Plaintiffs did not cross-appeal to contest the amount of the award. I’m sure O’Melveny now wishes they did:

Finally, we find it important to emphasize something we are not deciding in this case. Respondents elected not to appeal the trial court’s ruling the fee award should be reduced in part because respondents’ counsel had agreed to provide representation on a “pro bono” basis. This court’s affirmance of the judgment should not be construed as signifying our approval of this particular element of that judgment. We do not find it self-evident a law firm’s commendable willingness to provide its services on a pro bono basis to low income clients should necessarily justify a diminishment in the fee award when that pro bono representation proves successful. Because respondents did not directly challenge the court’s decision to reduce the fee award based on the pro bono nature of the litigation, we had no reason to invite the parties to brief the issue. Our research indicates courts reduce a fee award to adjust, for example, for duplicative work, for lack of success on certain issues, or the like. However, our research uncovered no case in which a trial court reduced a fee award simply because of the “pro bono type of work” involved. Moreover, in the analogous situation of contingent fee and legal aid lawyers—where again the clients are not responsible for paying legal fees out of their own pockets—the majority of courts have approved awards at a full level of “reasonable” fees.

(Footnotes omitted.)

This is very interesting in light of the fact that the attorneys who represented the plaintiffs “pro bono” in the recent U.S. Supreme Court case against Seattle Public Schools have generated some controversy for seeking $1.8 million in statutory fees.

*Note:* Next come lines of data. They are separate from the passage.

//! # Time-stepping scheduler
//!
//! [`Scheduler`] drives a simulated clock through observing time, one greedy
//! [`select_field`] step after the other.
//!
//! ## Operations
//!
//! | operation | interval | window check |
//! |---|---|---|
//! | [`Scheduler::run`] | `[tstart, tstop]` (default length `default_run`) | stop (`clip`) or warn |
//! | [`Scheduler::schedule_chunk`] | `[tstart, tstart + chunk]` | same as `run` |
//! | [`Scheduler::schedule_nite`] | the window of one nite, in chunks | caller's choice |
//! | [`Scheduler::schedule_survey`] | every configured window | always clipped |
//!
//! ## State
//!
//! Everything that changes while scheduling lives in a [`SchedulerState`] owned by the caller
//! and passed by `&mut` reference: the observing history, the exposures of the last `run`, the
//! clock and the [`RunStatus`]. The scheduler itself (catalog, windows, site, ephemeris,
//! parameters) is never mutated, so a state can be cloned to try alternatives and a failed
//! call keeps everything committed before the failure.
//!
//! ```text
//!          run()                clock > tstop
//!   Idle ─────────► Running ─────────────────► Completed
//!                      │  clock > tstop, nothing admissible
//!                      ├─────────────────────► Exhausted
//!                      │  out of window & clip
//!                      ├─────────────────────► Clipped
//!                      │  error
//!                      └─────────────────────► Aborted
//! ```
//!
//! ## Run loop
//!
//! At each step the clock is checked against the observation windows, the previous pointing is
//! forgotten if the last exposure is older than `slew_reset_gap`, and the selected group is
//! committed. The clock then moves to the end of the group's last exposure. When no candidate
//! is admissible the clock idles for one `field_time` and the loop goes on, so a run always ends
//! on its time bound. Idle steps are counted in [`SchedulerState::idle_steps`]; a run that reaches
//! its stop time without committing anything because nothing was admissible ends
//! [`RunStatus::Exhausted`].
pub mod params;

use std::collections::BTreeMap;

use hifitime::Epoch;

use crate::constants::{Degree, Minute};
use crate::ephemeris::Ephemeris;
use crate::field::{CompletedFields, FieldArray, TargetCatalog};
use crate::observatory::Observatory;
use crate::scheduler_errors::SchedulerError;
use crate::selection::constraints::{ConstraintFilter, PointingLimits};
use crate::selection::geometry::SkySnapshot;
use crate::selection::select_field;
use crate::time::{format_date, hours, minutes, seconds, Nite};
use crate::windows::{ObservationWindow, ObservationWindows};

use params::SchedulerParams;

/// Where the last `run` stands.
#[derive(Debug, Clone, Copy, PartialEq, Eq, Default)]
pub enum RunStatus {
    #[default]
    Idle,
    Running,
    /// The clock passed the stop time.
    Completed,
    /// The clock passed the stop time without a single admissible candidate.
    Exhausted,
    /// The clock left the observation windows with clipping enabled.
    Clipped,
    /// The run stopped on an error.
    Aborted,
}

/// Mutable scheduling state, owned by the caller.
#[derive(Debug, Clone, Default)]
pub struct SchedulerState {
    /// Every observed exposure, prior nights included
    pub completed: CompletedFields,
    /// Exposures committed by the last `run`
    pub scheduled: FieldArray,
    /// Simulated time, `None` before the first run
    pub clock: Option<Epoch>,
    pub status: RunStatus,
    /// Steps of the last `run` that found no admissible field
    pub idle_steps: usize,
}

impl SchedulerState {
    pub fn new(completed: CompletedFields) -> Self {
        SchedulerState {
            completed,
            ..Default::default()
        }
    }
}

/// Greedy field scheduler over a fixed catalog, window list and site.
#[derive(Debug, Clone)]
pub struct Scheduler<E: Ephemeris> {
    catalog: TargetCatalog,
    windows: ObservationWindows,
    observatory: Observatory,
    ephemeris: E,
    constraints: ConstraintFilter,
    params: SchedulerParams,
}

impl<E: Ephemeris> Scheduler<E> {
    /// Create a scheduler with the Blanco pointing limits.
    ///
    /// Arguments
    /// ---------
    /// * `catalog`: candidate exposures
    /// * `windows`: permitted observing intervals (may be empty)
    /// * `observatory`: the site
    /// * `ephemeris`: astronomy provider
    /// * `params`: validated scheduler parameters
    pub fn new(
        catalog: TargetCatalog,
        windows: ObservationWindows,
        observatory: Observatory,
        ephemeris: E,
        params: SchedulerParams,
    ) -> Result<Self, SchedulerError> {
        let limits = PointingLimits::blanco(params.hour_angle_buffer)?;
        let constraints =
            ConstraintFilter::new(limits, params.airmass_ceiling, params.southern_reach);

        tracing::info!(
            "Scheduler at {observatory}: {} candidate fields, {} window(s), mode {}",
            catalog.len(),
            windows.len(),
            params.mode
        );

        Ok(Scheduler {
            catalog,
            windows,
            observatory,
            ephemeris,
            constraints,
            params,
        })
    }

    /// Replace the pointing limit tables.
    pub fn with_limits(mut self, limits: PointingLimits) -> Self {
        self.constraints.limits = limits;
        self
    }

    pub fn catalog(&self) -> &TargetCatalog {
        &self.catalog
    }

    pub fn windows(&self) -> &ObservationWindows {
        &self.windows
    }

    pub fn observatory(&self) -> &Observatory {
        &self.observatory
    }

    pub fn ephemeris(&self) -> &E {
        &self.ephemeris
    }

    pub fn constraints(&self) -> &ConstraintFilter {
        &self.constraints
    }

    pub fn params(&self) -> &SchedulerParams {
        &self.params
    }

    /// A fresh state seeded with prior observations.
    pub fn initial_state(&self, completed: CompletedFields) -> SchedulerState {
        SchedulerState::new(completed)
    }

    /// Zenith and Moon at `date`.
    pub fn sky(&self, date: &Epoch) -> SkySnapshot {
        let (zenith_ra, zenith_dec) = self.ephemeris.zenith_ra_dec(&self.observatory, date);
        let (moon_ra, moon_dec, moon_phase) = self.ephemeris.moon_ra_dec_phase(date);
        SkySnapshot {
            zenith_ra,
            zenith_dec,
            moon_ra,
            moon_dec,
            moon_phase,
        }
    }

    /// Pointing slews are measured from, unless the last exposure is too old.
    fn previous_pointing(
        &self,
        completed: &CompletedFields,
        date: &Epoch,
    ) -> Option<(Degree, Degree)> {
        let last = completed.last()?;
        let last_date = last.date()?;
        if *date - *last_date > minutes(self.params.slew_reset_gap) {
            None
        } else {
            Some((last.ra, last.dec))
        }
    }

    /// Schedule exposures from `tstart` until the clock passes `tstop`.
    ///
    /// Arguments
    /// ---------
    /// * `state`: scheduling state; its `scheduled` list is reset, its history extended
    /// * `tstart`: first selection instant
    /// * `tstop`: stop time, `tstart + default_run` when `None`
    /// * `clip`: stop as soon as the clock leaves the observation windows (otherwise only warn)
    ///
    /// Return
    /// ------
    /// * the exposures committed by this run, in time order, or
    ///   [`SchedulerError::InvalidInterval`] when `tstop < tstart`
    pub fn run(
        &self,
        state: &mut SchedulerState,
        tstart: Epoch,
        tstop: Option<Epoch>,
        clip: bool,
    ) -> Result<FieldArray, SchedulerError> {
        let tstop = tstop.unwrap_or(tstart + minutes(self.params.default_run));
        if tstop < tstart {
            return Err(SchedulerError::InvalidInterval {
                tstart: format_date(&tstart),
                tstop: format_date(&tstop),
            });
        }

        tracing::debug!("Run {} -- {}", format_date(&tstart), format_date(&tstop));
        state.scheduled.clear();
        state.status = RunStatus::Running;
        state.idle_steps = 0;

        let field_time = seconds(self.params.field_time);
        let mut clock = tstart;

        loop {
            state.clock = Some(clock);

            if !self.windows.contains(&clock) {
                if clip {
                    tracing::debug!("{} is outside the observation windows", format_date(&clock));
                    state.status = RunStatus::Clipped;
                    break;
                }
                tracing::warn!("Date outside of nominal observing windows: {}", format_date(&clock));
            }

            let previous = self.previous_pointing(&state.completed, &clock);
            let sky = self.sky(&clock);
            let selection = select_field(
                &self.catalog,
                &state.completed,
                &self.constraints,
                &self.params,
                &sky,
                clock,
                previous,
            );

            match selection {
                Ok(group) => {
                    for field in &group {
                        if let Some(obs) = &field.observation {
                            tracing::info!(
                                "{}  {}  airmass={:.3}  slew={:.2}",
                                format_date(&obs.date),
                                field.id(),
                                obs.airmass,
                                obs.slew
                            );
                        }
                    }
                    if let Some(last) = group.last().and_then(|f| f.date()) {
                        clock = *last + field_time;
                    }
                    state.completed.extend(group.iter().cloned());
                    state.scheduled.extend(group);
                }
                Err(SchedulerError::NoAdmissibleField { date }) => {
                    if state.idle_steps == 0 {
                        tracing::warn!("No admissible field at {date}, idling");
                    }
                    state.idle_steps += 1;
                    clock = clock + field_time;
                }
                Err(e) => {
                    state.status = RunStatus::Aborted;
                    return Err(e);
                }
            }

            if clock > tstop {
                state.clock = Some(clock);
                state.status = if state.scheduled.is_empty() && state.idle_steps > 0 {
                    tracing::warn!(
                        "Nothing admissible between {} and {}",
                        format_date(&tstart),
                        format_date(&tstop)
                    );
                    RunStatus::Exhausted
                } else {
                    RunStatus::Completed
                };
                break;
            }
        }

        Ok(state.scheduled.clone())
    }

    /// Chunk length to use, rejecting non-positive or non-finite lengths.
    fn chunk_length(&self, chunk: Option<Minute>) -> Result<Minute, SchedulerError> {
        match chunk.unwrap_or(self.params.default_chunk) {
            chunk if chunk.is_finite() && chunk > 0.0 => Ok(chunk),
            chunk => Err(SchedulerError::InvalidParameter(format!(
                "chunk length must be a positive number of minutes, got {chunk}"
            ))),
        }
    }

    /// Run over `[tstart, tstart + chunk]`, `chunk` in minutes (default `default_chunk`).
    pub fn schedule_chunk(
        &self,
        state: &mut SchedulerState,
        tstart: Epoch,
        chunk: Option<Minute>,
        clip: bool,
    ) -> Result<FieldArray, SchedulerError> {
        let chunk = self.chunk_length(chunk)?;
        self.run(state, tstart, Some(tstart + minutes(chunk)), clip)
    }

    /// Observing window of `nite`: the configured one if any, otherwise from one hour
    /// (`fallback_start_offset`) after sunset to one hour (`fallback_end_offset`) before the
    /// next sunrise.
    pub fn nite_window(&self, nite: &Nite) -> Result<ObservationWindow, SchedulerError> {
        let longitude = self.observatory.longitude;
        if let Some(window) = self.windows.find_nite(nite, longitude) {
            return Ok(*window);
        }

        let known: Vec<String> = self
            .windows
            .iter()
            .map(|w| w.nite(longitude).to_string())
            .collect();
        tracing::warn!(
            "Requested nite not found in windows: {nite} : [{}]",
            known.join(", ")
        );

        let noon = nite.local_noon(longitude);
        let sunset = self.ephemeris.next_sunset(&self.observatory, &noon)?;
        let start = sunset + hours(self.params.fallback_start_offset);
        let sunrise = self.ephemeris.next_sunrise(&self.observatory, &start)?;
        let end = sunrise - hours(self.params.fallback_end_offset);

        let window = ObservationWindow::new(start, end)?;
        tracing::debug!("Ad hoc window for {nite}: {window}");
        Ok(window)
    }

    fn schedule_window(
        &self,
        state: &mut SchedulerState,
        window: &ObservationWindow,
        chunk: Minute,
        clip: bool,
    ) -> Result<Vec<FieldArray>, SchedulerError> {
        let mut chunks = Vec::new();
        let mut start = window.start;
        let mut i = 0;

        while start < window.end {
            i += 1;
            tracing::debug!("Scheduling {} -- Chunk {i}", format_date(&start));
            let end = start + minutes(chunk);
            chunks.push(self.run(state, start, Some(end), clip)?);

            start = match state.clock {
                Some(clock) if clock > end => clock,
                _ => end,
            };
        }
        Ok(chunks)
    }

    /// Schedule one nite in successive chunks.
    ///
    /// Arguments
    /// ---------
    /// * `state`: scheduling state
    /// * `nite`: the nite to schedule
    /// * `chunk`: chunk length in minutes (default `default_chunk`)
    /// * `clip`: forwarded to every [`run`](Self::run)
    ///
    /// Return
    /// ------
    /// * the exposures of each chunk, in order, or [`SchedulerError::InvalidParameter`] when
    ///   the chunk length is not a positive number of minutes
    pub fn schedule_nite(
        &self,
        state: &mut SchedulerState,
        nite: &Nite,
        chunk: Option<Minute>,
        clip: bool,
    ) -> Result<Vec<FieldArray>, SchedulerError> {
        let chunk = self.chunk_length(chunk)?;
        let window = self.nite_window(nite)?;
        tracing::info!("Scheduling nite {nite}: {window}");
        self.schedule_window(state, &window, chunk, clip)
    }

    /// Schedule every configured window, clipped to the windows.
    ///
    /// Return
    /// ------
    /// * the chunks of each nite, keyed by nite
    pub fn schedule_survey(
        &self,
        state: &mut SchedulerState,
        chunk: Option<Minute>,
    ) -> Result<BTreeMap<Nite, Vec<FieldArray>>, SchedulerError> {
        let chunk = self.chunk_length(chunk)?;
        let mut nites: BTreeMap<Nite, Vec<FieldArray>> = BTreeMap::new();

        for window in &self.windows {
            let nite = window.nite(self.observatory.longitude);
            tracing::info!("Scheduling nite {nite}: {window}");
            let chunks = self.schedule_window(state, window, chunk, true)?;
            tracing::info!(
                "Nite {nite}: {} exposures",
                chunks.iter().map(Vec::len).sum::<usize>()
            );
            nites.entry(nite).or_default().extend(chunks);
        }
        Ok(nites)
    }
}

Admittedly, the cases do implicate somewhat different concerns. In Cruz, no one is going to complain much about sticking it to a landlord who is seen as stealing his tenants’ homes out from under them. In the Seattle Schools case, however, much of the controversy centers around the fact that the attorneys are seeking fees from a public entity, and specifically from a school district. The argument against recovery is that if pro bono representation is indeed for the public good, then the attorneys should not take funds from education.

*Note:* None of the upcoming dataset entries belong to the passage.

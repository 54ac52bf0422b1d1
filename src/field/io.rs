//! # CSV input/output
//!
//! Readers and writers for the tabular files exchanged with the rest of the survey tooling:
//!
//! - **field files** (target catalogs, completed and scheduled exposures), columns
//!   `ID,HEX,TILING,FILTER,RA,DEC,PRIORITY,DATE,AIRMASS,SLEW,MOONANGLE,HOURANGLE`;
//!   `ID`, `PRIORITY` and the observation columns are optional on input, an empty `DATE`
//!   marks a field as not observed, extra columns are ignored,
//! - **window files**, a header row then one `start,end` pair per record,
//! - **hex lists** used by survey preparation, columns `ID,RA,DEC`.
//!
//! Dates use the layouts accepted by [`parse_date`] and are written with [`format_date`].
use std::fs::{self, File};
use std::io::{Read, Write};

use camino::{Utf8Path, Utf8PathBuf};
use serde::{Deserialize, Serialize};

use crate::constants::{Degree, HexId, Tiling};
use crate::field::{CompletedFields, Exposure, Field, FieldArray};
use crate::scheduler_errors::SchedulerError;
use crate::survey::Hex;
use crate::time::{format_date, parse_date};
use crate::windows::{ObservationWindow, ObservationWindows};

/// Header of the field files we write, in [`FieldRecord`] order.
const FIELD_COLUMNS: [&str; 12] = [
    "ID", "HEX", "TILING", "FILTER", "RA", "DEC", "PRIORITY", "DATE", "AIRMASS", "SLEW",
    "MOONANGLE", "HOURANGLE",
];

/// Columns every field file must provide.
const REQUIRED_FIELD_COLUMNS: [&str; 5] = ["HEX", "TILING", "FILTER", "RA", "DEC"];

/// Columns every hex list must provide.
const REQUIRED_HEX_COLUMNS: [&str; 3] = ["ID", "RA", "DEC"];

fn default_priority() -> i32 {
    1
}

/// One row of a field file.
#[derive(Debug, Serialize, Deserialize)]
#[serde(rename_all = "UPPERCASE")]
struct FieldRecord {
    #[serde(default)]
    id: Option<String>,
    hex: HexId,
    tiling: Tiling,
    filter: String,
    ra: Degree,
    dec: Degree,
    #[serde(default = "default_priority")]
    priority: i32,
    #[serde(default)]
    date: Option<String>,
    #[serde(default)]
    airmass: Option<f64>,
    #[serde(default)]
    slew: Option<f64>,
    #[serde(default)]
    moonangle: Option<f64>,
    #[serde(default)]
    hourangle: Option<f64>,
}

impl TryFrom<FieldRecord> for Field {
    type Error = SchedulerError;

    fn try_from(record: FieldRecord) -> Result<Self, Self::Error> {
        let observation = match record.date.as_deref().map(str::trim) {
            None | Some("") => None,
            Some(date) => Some(Exposure {
                date: parse_date(date)?,
                airmass: record.airmass.unwrap_or(f64::NAN),
                slew: record.slew.unwrap_or(0.0),
                moon_angle: record.moonangle.unwrap_or(f64::NAN),
                hour_angle: record.hourangle.unwrap_or(f64::NAN),
            }),
        };

        Ok(Field {
            hex: record.hex,
            tiling: record.tiling,
            filter: record.filter,
            ra: record.ra,
            dec: record.dec,
            priority: record.priority,
            observation,
        })
    }
}

impl From<&Field> for FieldRecord {
    fn from(field: &Field) -> Self {
        let obs = field.observation.as_ref();
        FieldRecord {
            id: Some(field.id().to_string()),
            hex: field.hex,
            tiling: field.tiling,
            filter: field.filter.clone(),
            ra: field.ra,
            dec: field.dec,
            priority: field.priority,
            date: obs.map(|o| format_date(&o.date)),
            airmass: obs.map(|o| o.airmass),
            slew: obs.map(|o| o.slew),
            moonangle: obs.map(|o| o.moon_angle),
            hourangle: obs.map(|o| o.hour_angle),
        }
    }
}

#[derive(Debug, Deserialize)]
#[serde(rename_all = "UPPERCASE")]
struct HexRecord {
    id: HexId,
    ra: Degree,
    dec: Degree,
}

fn check_columns<R: Read>(
    reader: &mut csv::Reader<R>,
    required: &[&str],
    source: &str,
) -> Result<(), SchedulerError> {
    let headers = reader.headers()?;
    for column in required {
        if !headers.iter().any(|h| h.trim() == *column) {
            return Err(SchedulerError::MissingColumn {
                file: source.to_string(),
                column: column.to_string(),
            });
        }
    }
    Ok(())
}

/// Read a field file from any reader.
///
/// Arguments
/// ---------
/// * `reader`: CSV content with a header row
/// * `source`: name used in error messages
///
/// Return
/// ------
/// * the fields in file order, or [`SchedulerError::MissingColumn`] / a parse error
pub fn read_fields_from<R: Read>(reader: R, source: &str) -> Result<FieldArray, SchedulerError> {
    let mut csv_reader = csv::ReaderBuilder::new()
        .trim(csv::Trim::All)
        .from_reader(reader);
    check_columns(&mut csv_reader, &REQUIRED_FIELD_COLUMNS, source)?;

    csv_reader
        .deserialize::<FieldRecord>()
        .map(|record| Field::try_from(record?))
        .collect()
}

/// Read a field file (target catalog, completed or scheduled exposures).
pub fn read_fields(path: &Utf8Path) -> Result<FieldArray, SchedulerError> {
    let fields = read_fields_from(File::open(path)?, path.as_str())?;
    tracing::debug!("Read {} fields from {path}", fields.len());
    Ok(fields)
}

/// Read and merge several completed-field files into one history.
///
/// Records are merged in the order the files are given; a field identity seen twice keeps
/// its first record.
pub fn read_completed(paths: &[Utf8PathBuf]) -> Result<CompletedFields, SchedulerError> {
    let mut merged = FieldArray::new();
    for path in paths {
        merged.extend(read_fields(path)?);
    }
    let completed = CompletedFields::from_fields(merged);
    tracing::info!(
        "Loaded {} completed fields from {} file(s)",
        completed.len(),
        paths.len()
    );
    Ok(completed)
}

/// Write fields as CSV to any writer, header row included even when `fields` is empty.
pub fn write_fields_to<W: Write>(writer: W, fields: &[Field]) -> Result<(), SchedulerError> {
    let mut csv_writer = csv::WriterBuilder::new()
        .has_headers(false)
        .from_writer(writer);
    csv_writer.write_record(FIELD_COLUMNS)?;
    for field in fields {
        csv_writer.serialize(FieldRecord::from(field))?;
    }
    csv_writer.flush()?;
    Ok(())
}

/// Write fields to `path`.
///
/// Arguments
/// ---------
/// * `path`: output file, replaced if it exists
/// * `fields`: the records to write
/// * `write_protect`: make the file read-only once written
///
/// Return
/// ------
/// * [`SchedulerError::WriteProtected`] when `path` exists and is read-only
pub fn write_fields(
    path: &Utf8Path,
    fields: &[Field],
    write_protect: bool,
) -> Result<(), SchedulerError> {
    if let Ok(metadata) = fs::metadata(path) {
        if metadata.permissions().readonly() {
            return Err(SchedulerError::WriteProtected(path.to_string()));
        }
    }

    write_fields_to(File::create(path)?, fields)?;
    tracing::info!("Wrote {} fields to {path}", fields.len());

    if write_protect {
        let mut permissions = fs::metadata(path)?.permissions();
        permissions.set_readonly(true);
        fs::set_permissions(path, permissions)?;
    }
    Ok(())
}

/// Read observation windows from any reader (header row, then `start,end` records).
pub fn read_windows_from<R: Read>(reader: R) -> Result<ObservationWindows, SchedulerError> {
    let mut csv_reader = csv::ReaderBuilder::new()
        .trim(csv::Trim::All)
        .from_reader(reader);

    let mut windows = Vec::new();
    for record in csv_reader.records() {
        let record = record?;
        let (Some(start), Some(end)) = (record.get(0), record.get(1)) else {
            return Err(SchedulerError::InvalidDate(record.iter().collect::<Vec<_>>().join(",")));
        };
        windows.push(ObservationWindow::new(parse_date(start)?, parse_date(end)?)?);
    }
    ObservationWindows::new(windows)
}

/// Read an observation window file.
pub fn read_windows(path: &Utf8Path) -> Result<ObservationWindows, SchedulerError> {
    read_windows_from(File::open(path)?)
}

/// Read a list of hexes (`ID,RA,DEC`) from any reader.
pub fn read_hexes_from<R: Read>(reader: R, source: &str) -> Result<Vec<Hex>, SchedulerError> {
    let mut csv_reader = csv::ReaderBuilder::new()
        .trim(csv::Trim::All)
        .from_reader(reader);
    check_columns(&mut csv_reader, &REQUIRED_HEX_COLUMNS, source)?;

    csv_reader
        .deserialize::<HexRecord>()
        .map(|record| {
            let HexRecord { id, ra, dec } = record?;
            Ok(Hex { id, ra, dec })
        })
        .collect()
}

/// Read a hex list file.
pub fn read_hexes(path: &Utf8Path) -> Result<Vec<Hex>, SchedulerError> {
    read_hexes_from(File::open(path)?, path.as_str())
}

Might the Cruz court have felt differently in the case of a public sector defendant?

For more on the Seattle schools case

From the Seattle Times: If attorneys get paid for pro bono work, is it still pro bono?

From the Seattle Post-Intelligencer: “. . . a little contrary to the idea that pro bono is for the public good” and some letters to the editor that include several on the side of the attorneys.

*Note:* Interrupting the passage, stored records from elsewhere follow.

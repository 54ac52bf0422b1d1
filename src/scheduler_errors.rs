use thiserror::Error;

#[derive(Error, Debug)]
pub enum SchedulerError {
    #[error("Invalid date string: {0}")]
    InvalidDate(String),

    #[error("Invalid nite label: {0}")]
    InvalidNite(String),

    #[error("Invalid sexagesimal value: {0}")]
    InvalidSexagesimal(String),

    #[error("Unknown scoring mode: {0}")]
    UnknownScoringMode(String),

    #[error("Unknown dither mode: {0}")]
    UnknownDitherMode(String),

    #[error("Invalid scheduler parameter: {0}")]
    InvalidParameter(String),

    #[error("Invalid pointing limit table: {0}")]
    InvalidLimitTable(String),

    #[error("Missing column {column} in {file}")]
    MissingColumn { file: String, column: String },

    #[error("Observation window ends before it starts: {start} -- {end}")]
    InvalidWindow { start: String, end: String },

    #[error("Run stop time {tstop} precedes start time {tstart}")]
    InvalidInterval { tstart: String, tstop: String },

    #[error("No admissible field at {date}")]
    NoAdmissibleField { date: String },

    #[error("No {event} found within the search horizon after {after}")]
    NoSunEvent { event: &'static str, after: String },

    #[error("Refusing to overwrite write-protected file: {0}")]
    WriteProtected(String),

    #[error("Unable to perform file operation: {0}")]
    IoError(#[from] std::io::Error),

    #[error("CSV error: {0}")]
    CsvError(#[from] csv::Error),

    #[error("Configuration file error: {0}")]
    ConfigError(#[from] toml::de::Error),
}

impl PartialEq for SchedulerError {
    fn eq(&self, other: &Self) -> bool {
        use SchedulerError::*;
        match (self, other) {
            (InvalidDate(a), InvalidDate(b)) => a == b,
            (InvalidNite(a), InvalidNite(b)) => a == b,
            (InvalidSexagesimal(a), InvalidSexagesimal(b)) => a == b,
            (UnknownScoringMode(a), UnknownScoringMode(b)) => a == b,
            (UnknownDitherMode(a), UnknownDitherMode(b)) => a == b,
            (InvalidParameter(a), InvalidParameter(b)) => a == b,
            (InvalidLimitTable(a), InvalidLimitTable(b)) => a == b,
            (WriteProtected(a), WriteProtected(b)) => a == b,
            (
                MissingColumn {
                    file: fa,
                    column: ca,
                },
                MissingColumn {
                    file: fb,
                    column: cb,
                },
            ) => fa == fb && ca == cb,
            (
                InvalidWindow {
                    start: sa,
                    end: ea,
                },
                InvalidWindow {
                    start: sb,
                    end: eb,
                },
            ) => sa == sb && ea == eb,
            (
                InvalidInterval {
                    tstart: sa,
                    tstop: ea,
                },
                InvalidInterval {
                    tstart: sb,
                    tstop: eb,
                },
            ) => sa == sb && ea == eb,
            (NoAdmissibleField { date: a }, NoAdmissibleField { date: b }) => a == b,
            (
                NoSunEvent {
                    event: ea,
                    after: aa,
                },
                NoSunEvent {
                    event: eb,
                    after: ab,
                },
            ) => ea == eb && aa == ab,

            // Wrapped foreign errors are not comparable: same variant is enough
            (IoError(_), IoError(_)) => true,
            (CsvError(_), CsvError(_)) => true,
            (ConfigError(_), ConfigError(_)) => true,

            _ => false,
        }
    }
}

And here’s some coverage by the ABA, the Sound Politics blog, and Overlawyered.

UPDATE (10/9/07): I did not make this point as clearly as I should have – the court’s discussion on recovering fees in pro bono cases is dictum, as is made plain by the court’s opening words: “Finally, we find it important to emphasize something we are not deciding in this case.” (Emphasis added.) This is all interesting discussion, but not something that can result in Supreme Court review of the issue.

One other item to note in the decision is that the trial court’s award of fees was pursuant to a contractual provision rather than a fee-shifting statute. The California cases cited in the court’s dictum in support of the proposition that fees should be recoverable in pro bono cases were all concerned with fee-shifting statutes. One wonders whether a party who agrees to a contractual fee provision contemplates paying out fees where none actually accrue.

UPDATE # 2 (10/10/07): I am writing an article on this case, and so looked at it yet again.  Relevant to my contract provision/fee statute dichotomy, the fee provision in this case entitled a party to recover “any reasonable attorney’s fees,” much like many fee statutes do.  It did not explicitly require fees to be “incurred” to be recoverable.  The existence of “incurred” as a modifier of “fees” in a fee-shifting statute, however, has seldom, if ever, been an obstacle to recovery in a California pro bono case.  I’ll elaborate in the article.